When an unsuccessful drilling effort costs millions, the obvious option is to choose a service provider who can do seismic imaging instead, where scientists can provide maps of oil and gas reservoirs so that explorers can better see where to drill before the drilling even starts. WesternGeco, an aggressive worldwide player competing in the field of imaging services, with corporate office in Gatwick and large facility in Houston, came into being earlier this year after a morphing of Geco-Prakla and Western Geophysical companies. Performing these multi-client seismic surveys requires sophisticated computation analysis—the stuff of which supercomputers can do, but at an expense that competitive companies in this field seek to avoid. 

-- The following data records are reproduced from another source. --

//! JSON file settings
//!
//! One value inside a JSON document, addressed by a JSON pointer. Writes
//! replace the file atomically: the new document is written to a temporary
//! file in the same directory and renamed over the original.

use crate::value::SettingValue;
use axsettings_core::{Error, ErrorCode};
use serde_json::{Map, Value};
use std::io::{self, Write};
use std::path::{Path, PathBuf};
use tracing::debug;

#[derive(Debug, thiserror::Error)]
pub enum StoreError {
    #[error("failed to read {}: {source}", path.display())]
    Read { path: PathBuf, source: io::Error },
    #[error("{} is not valid JSON: {source}", path.display())]
    Parse { path: PathBuf, source: serde_json::Error },
    #[error("invalid JSON pointer '{0}'")]
    Pointer(String),
    #[error("'{pointer}' in {} passes through a non-object value", path.display())]
    NotAnObject { path: PathBuf, pointer: String },
    #[error("value at '{pointer}' is not a scalar setting")]
    NotScalar { pointer: String },
    #[error("failed to write {}: {source}", path.display())]
    Write { path: PathBuf, source: io::Error },
}

impl From<StoreError> for Error {
    fn from(e: StoreError) -> Self {
        let code = match e {
            StoreError::Read { .. } => ErrorCode::ValueUnavailable,
            StoreError::Write { .. } => ErrorCode::ActionFailed,
            _ => ErrorCode::InvalidValue,
        };
        Error::new(code, e.to_string())
    }
}

type StoreResult<T> = std::result::Result<T, StoreError>;

#[derive(Debug, Clone, PartialEq)]
pub struct JsonFileStore {
    path: PathBuf,
    pointer: String,
}

impl JsonFileStore {
    pub fn new(path: impl Into<PathBuf>, pointer: impl Into<String>) -> Self {
        Self {
            path: path.into(),
            pointer: pointer.into(),
        }
    }

    pub fn path(&self) -> &Path {
        &self.path
    }

    pub fn pointer(&self) -> &str {
        &self.pointer
    }

    /// `Ok(None)` when the file or the member does not exist yet.
    pub fn read(&self) -> StoreResult<Option<SettingValue>> {
        let Some(doc) = self.load()? else {
            return Ok(None);
        };
        match doc.pointer(&self.pointer) {
            None | Some(Value::Null) => Ok(None),
            Some(v) => from_json(v)
                .map(Some)
                .ok_or_else(|| StoreError::NotScalar {
                    pointer: self.pointer.clone(),
                }),
        }
    }

    pub fn write(&self, value: &SettingValue) -> StoreResult<()> {
        let tokens = tokens(&self.pointer)?;
        let mut doc = self.load()?.unwrap_or_else(|| Value::Object(Map::new()));

        let not_object = || StoreError::NotAnObject {
            path: self.path.clone(),
            pointer: self.pointer.clone(),
        };
        let (last, parents) = tokens
            .split_last()
            .ok_or_else(|| StoreError::Pointer(self.pointer.clone()))?;
        let mut slot = &mut doc;
        for token in parents {
            slot = slot
                .as_object_mut()
                .ok_or_else(not_object)?
                .entry(token.clone())
                .or_insert_with(|| Value::Object(Map::new()));
        }
        slot.as_object_mut()
            .ok_or_else(not_object)?
            .insert(last.clone(), to_json(value));

        self.persist(&doc)?;
        debug!(path = %self.path.display(), pointer = %self.pointer, %value, "wrote setting file");
        Ok(())
    }

    fn load(&self) -> StoreResult<Option<Value>> {
        let raw = match std::fs::read_to_string(&self.path) {
            Ok(raw) => raw,
            Err(e) if e.kind() == io::ErrorKind::NotFound => return Ok(None),
            Err(source) => {
                return Err(StoreError::Read {
                    path: self.path.clone(),
                    source,
                })
            }
        };
        if raw.trim().is_empty() {
            return Ok(None);
        }
        serde_json::from_str(&raw).map(Some).map_err(|source| StoreError::Parse {
            path: self.path.clone(),
            source,
        })
    }

    fn persist(&self, doc: &Value) -> StoreResult<()> {
        let write_err = |source| StoreError::Write {
            path: self.path.clone(),
            source,
        };
        let dir = match self.path.parent() {
            Some(p) if !p.as_os_str().is_empty() => p.to_path_buf(),
            _ => PathBuf::from("."),
        };
        std::fs::create_dir_all(&dir).map_err(write_err)?;

        let mut tmp = tempfile::NamedTempFile::new_in(&dir).map_err(write_err)?;
        let body = serde_json::to_vec_pretty(doc).map_err(|e| write_err(e.into()))?;
        tmp.write_all(&body).map_err(write_err)?;
        tmp.as_file().sync_all().map_err(write_err)?;
        tmp.persist(&self.path).map_err(|e| write_err(e.error))?;
        Ok(())
    }
}

/// Split a JSON pointer into unescaped reference tokens.
fn tokens(pointer: &str) -> StoreResult<Vec<String>> {
    let Some(rest) = pointer.strip_prefix('/') else {
        return Err(StoreError::Pointer(pointer.to_string()));
    };
    Ok(rest
        .split('/')
        .map(|t| t.replace("~1", "/").replace("~0", "~"))
        .collect())
}

fn from_json(v: &Value) -> Option<SettingValue> {
    match v {
        Value::Bool(b) => Some(SettingValue::Bool(*b)),
        Value::Number(n) => n
            .as_i64()
            .map(SettingValue::Integer)
            .or_else(|| n.as_f64().map(SettingValue::Double)),
        Value::String(s) => Some(SettingValue::String(s.clone())),
        _ => None,
    }
}

fn to_json(v: &SettingValue) -> Value {
    match v {
        SettingValue::Bool(b) => Value::Bool(*b),
        SettingValue::Integer(i) => Value::from(*i),
        SettingValue::Double(d) => Value::from(*d),
        SettingValue::String(s) => Value::String(s.clone()),
    }
}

Trevor Gatus, WesternGeco’s Houston land manager, who manages the Houston data processing facility, says “We always had the capacity to do imaging from a mathematical perspective, but we were restricted: We looked for more cost-effective approach than with expensive supercomputing machines.” In May, IBM announced it had won the deal: WesternGeco went for a cluster of 256 IBM eServer xSeries systems running Linux to do intense computations for seismic imaging. The systems in the cluster are powered by two Intel Pentium III processors.

“We are now in the process where we are to bring it on-line in several months,” says Gatus. The payoff in being able to do supercomputing at a rapid and economical clip will be obvious in an industry where virtually all drilling expeditions are now said to be preceded by seismic imaging. How unique is WesternGeco in its clustering implementation? “There are other geophysical contractors using clusters,” says Gatus. “Seismic acquisition is an expensive ballgame to play in and we are all on the lookout for an edge.” 

The victory for WesternGeco: Turnaround. When you think of what was the turnaround norm 20 years ago, the push forward enabled by clustering is impressive. Gatus says 20 years ago, jobs took “months and months.” Eventually, the turnaround was about eight weeks. And now: “The use of IBM systems running Linux has greatly expanded our ability to evaluate drill sites,” he says. “With better price/performance, we can complete jobs that once took eight weeks in three.”

As for maintaining the cluster approach, is there any fear that the complexity of it all will be too much to handle? “We do this stuff for a living,” answers Gatus. “We have been haggling with computer systems every day since we first did data processing.”